FIGURE 6.

Iron binding to Isa1 and Isa2 is independent of the sulfur supply from the mitochondrial ISC assembly machinery. A, ⁵⁵Fe binding to Isa1 or Isa2 was determined by in vivo radiolabeling of wild-type cells overproducing either Isa1 (WT), the site-directed Isa1 mutant proteins C242S and C242S/C244S, or Isa2 (WT; right panel). Cell disruption and immunoprecipitation were performed under anaerobic (−O₂) or aerobic (all other samples) conditions. isa1Δ, isa2Δ and WT cells containing the empty plasmid (−) served as controls. B and C, ⁵⁵Fe binding to Isa1 was determined in Isa1-overproducing Gal-ISU1/Δisu2 or WT (B) and Gal-YAH1 cells (C) cultivated under inducing (Gal) or repressive conditions (Glc). Bottom panels of B and C show an immunostaining of the indicated proteins in cell extracts. D, Gal-NFS1 cells overproducing Isa1 were cultivated under repressive conditions in SD medium.
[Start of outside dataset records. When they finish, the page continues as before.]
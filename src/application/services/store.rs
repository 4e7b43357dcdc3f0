//! Document tree store
//!
//! Holds one forest per direction and exposes checked structural operations.
//! The pure tree functions tolerate unknown ids; this service reports them.

use std::collections::{BTreeMap, BTreeSet};
use std::sync::Arc;

use chrono::{DateTime, Utc};
use tracing::{debug, info, instrument};

use crate::application::{ApplicationError, ApplicationResult};
use crate::domain::{
    filter_documents, find_node, flatten_documents, insert_child, node_ids, remove_node,
    sample_forests, update_node, Direction, Document, DocumentFilter, DocumentMetrics,
    DocumentType, DomainError, DomainResult, Folder, FolderNode, Forest, NodeId, NodeRef,
};
use crate::infrastructure::traits::{Clock, IdGenerator};

/// Values stamped onto newly created content.
#[derive(Debug, Clone, PartialEq, Eq)]
pub struct StoreDefaults {
    /// Author recorded on new documents, versions and attachments
    pub author: String,
    /// Column count of a freshly inserted table
    pub table_columns: usize,
}

impl Default for StoreDefaults {
    fn default() -> Self {
        Self {
            author: "Current user".to_string(),
            table_columns: 3,
        }
    }
}

/// In-memory knowledge base partitioned by [`Direction`].
pub struct DocumentTreeStore {
    forests: BTreeMap<Direction, Forest>,
    clock: Arc<dyn Clock>,
    ids: Arc<dyn IdGenerator>,
    defaults: StoreDefaults,
}

impl DocumentTreeStore {
    pub fn new(
        forests: BTreeMap<Direction, Forest>,
        clock: Arc<dyn Clock>,
        ids: Arc<dyn IdGenerator>,
        defaults: StoreDefaults,
    ) -> Self {
        Self {
            forests,
            clock,
            ids,
            defaults,
        }
    }

    /// Store seeded with the built-in sample forests.
    pub fn with_sample_data(
        clock: Arc<dyn Clock>,
        ids: Arc<dyn IdGenerator>,
        defaults: StoreDefaults,
    ) -> Self {
        Self::new(sample_forests(), clock, ids, defaults)
    }

    pub fn defaults(&self) -> &StoreDefaults {
        &self.defaults
    }

    pub fn now(&self) -> DateTime<Utc> {
        self.clock.now()
    }

    pub fn fresh_id(&self, prefix: &str) -> String {
        self.ids.prefixed(prefix)
    }

    /// Current forest of `direction`. Cloning the returned slice's `Arc`s
    /// gives a snapshot that later mutations do not affect.
    pub fn forest(&self, direction: Direction) -> &[NodeRef] {
        self.forests.get(&direction).map(Vec::as_slice).unwrap_or(&[])
    }

    pub fn find(&self, direction: Direction, id: &str) -> Option<&NodeRef> {
        find_node(self.forest(direction), id)
    }

    pub fn get(&self, direction: Direction, id: &str) -> ApplicationResult<&NodeRef> {
        self.find(direction, id)
            .ok_or_else(|| ApplicationError::NodeNotFound {
                id: id.to_string(),
                direction,
            })
    }

    pub fn document(&self, direction: Direction, id: &str) -> ApplicationResult<&Document> {
        self.get(direction, id)?
            .as_document()
            .ok_or_else(|| ApplicationError::NotADocument(id.to_string()))
    }

    /// Every document of `direction` in tree order.
    pub fn documents(&self, direction: Direction) -> Vec<&Document> {
        flatten_documents(self.forest(direction))
    }

    pub fn search(&self, direction: Direction, filter: &DocumentFilter) -> Vec<&Document> {
        filter_documents(self.documents(direction), filter)
    }

    #[instrument(level = "debug", skip(self))]
    pub fn rename(&mut self, direction: Direction, id: &str, name: &str) -> ApplicationResult<()> {
        let name = non_empty(name)?;
        self.get(direction, id)?;
        self.rewrite(direction, |forest| {
            update_node(forest, id, |node| Some(node.renamed(name)))
        });
        info!("renamed {} to {:?}", id, name);
        Ok(())
    }

    /// Remove `id` and its subtree, returning the removed node.
    #[instrument(level = "debug", skip(self))]
    pub fn delete(&mut self, direction: Direction, id: &str) -> ApplicationResult<NodeRef> {
        let removed = Arc::clone(self.get(direction, id)?);
        self.rewrite(direction, |forest| remove_node(forest, id));
        info!("deleted {} ({})", id, removed.name());
        Ok(removed)
    }

    /// Append `node` below `parent` (root level when `None`).
    #[instrument(level = "debug", skip(self, node), fields(id = node.id()))]
    pub fn insert(
        &mut self,
        direction: Direction,
        parent: Option<&str>,
        node: FolderNode,
    ) -> ApplicationResult<()> {
        let mut incoming = BTreeSet::new();
        for id in node_ids(&node) {
            if self.find(direction, &id).is_some() || incoming.contains(&id) {
                return Err(ApplicationError::DuplicateId(id));
            }
            incoming.insert(id);
        }
        if let Some(parent_id) = parent {
            if self.get(direction, parent_id)?.as_folder().is_none() {
                return Err(ApplicationError::NotAFolder(parent_id.to_string()));
            }
        }
        self.rewrite(direction, |forest| insert_child(forest, parent, node));
        Ok(())
    }

    pub fn add_folder(
        &mut self,
        direction: Direction,
        parent: Option<&str>,
        name: &str,
    ) -> ApplicationResult<NodeId> {
        let name = non_empty(name)?;
        let id = self.ids.next_id();
        self.insert(direction, parent, Folder::new(id.clone(), name).into())?;
        debug!("added folder {} under {:?}", id, parent);
        Ok(id)
    }

    pub fn add_document(
        &mut self,
        direction: Direction,
        parent: Option<&str>,
        name: &str,
        document_type: DocumentType,
    ) -> ApplicationResult<NodeId> {
        let name = non_empty(name)?;
        let id = self.ids.next_id();
        let mut document =
            Document::new(id.clone(), name, document_type).with_author(&self.defaults.author);
        document.metrics = Some(DocumentMetrics::new(self.clock.now()));
        self.insert(direction, parent, document.into())?;
        debug!("added {} document {} under {:?}", document_type, id, parent);
        Ok(id)
    }

    /// Apply `edit` to a copy of document `id` and swap the copy into the tree.
    ///
    /// Nothing is written when `edit` fails or changes the document id.
    pub fn update_document<F>(
        &mut self,
        direction: Direction,
        id: &str,
        edit: F,
    ) -> ApplicationResult<&Document>
    where
        F: FnOnce(&mut Document) -> DomainResult<()>,
    {
        let mut document = self.document(direction, id)?.clone();
        edit(&mut document)?;
        if document.id != id {
            return Err(ApplicationError::IdChanged {
                id: id.to_string(),
                changed: document.id,
            });
        }
        let replacement = FolderNode::Document(document);
        self.rewrite(direction, |forest| {
            update_node(forest, id, move |_| Some(replacement))
        });
        self.document(direction, id)
    }

    fn rewrite<F>(&mut self, direction: Direction, f: F)
    where
        F: FnOnce(&[NodeRef]) -> Forest,
    {
        let next = f(self.forest(direction));
        self.forests.insert(direction, next);
    }
}

fn non_empty(name: &str) -> Result<&str, DomainError> {
    let trimmed = name.trim();
    if trimmed.is_empty() {
        Err(DomainError::EmptyName)
    } else {
        Ok(trimmed)
    }
}

#[cfg(test)]
mod tests {
    use super::*;
    use crate::infrastructure::traits::{FixedClock, SequentialIds};
    use chrono::TimeZone;

    fn store() -> DocumentTreeStore {
        let start = Utc.with_ymd_and_hms(2026, 2, 10, 9, 0, 0).unwrap();
        DocumentTreeStore::with_sample_data(
            Arc::new(FixedClock::new(start)),
            Arc::new(SequentialIds::new()),
            StoreDefaults::default(),
        )
    }

    #[test]
    fn given_blank_name_when_renaming_then_rejected() {
        let mut store = store();
        let err = store.rename(Direction::SafeCity, "1", "   ").unwrap_err();
        assert!(matches!(err, ApplicationError::Domain(DomainError::EmptyName)));
    }

    #[test]
    fn given_failing_edit_when_updating_document_then_tree_unchanged() {
        let mut store = store();
        let before = store.forest(Direction::SafeCity).to_vec();

        let result = store.update_document(Direction::SafeCity, "1-1", |doc| {
            doc.content.text = "changed".into();
            Err(DomainError::TableIndexOutOfRange(0))
        });

        assert!(result.is_err());
        assert_eq!(store.forest(Direction::SafeCity), before.as_slice());
    }
}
At the indicated time points, ⁵⁵Fe binding to Isa1 and Leu1 was determined in parallel by immunoprecipitation and scintillation counting. Inset, levels of the indicated proteins in cell extracts were assessed by immunostaining. E, detergent extracts of isolated mitochondria from wild-type cells overproducing (↑) Isa1, Isa2, Isu1, or Bio2 were radiolabeled with 10 μCi of [³⁵S]cysteine for 2.5 h under anaerobic conditions. [³⁵S]Sulfide binding was determined by immunoprecipitation and scintillation counting. Inset, protein levels in mitochondria from the indicated cells were assessed by immunostaining. Error bars, S.E. (n > 4).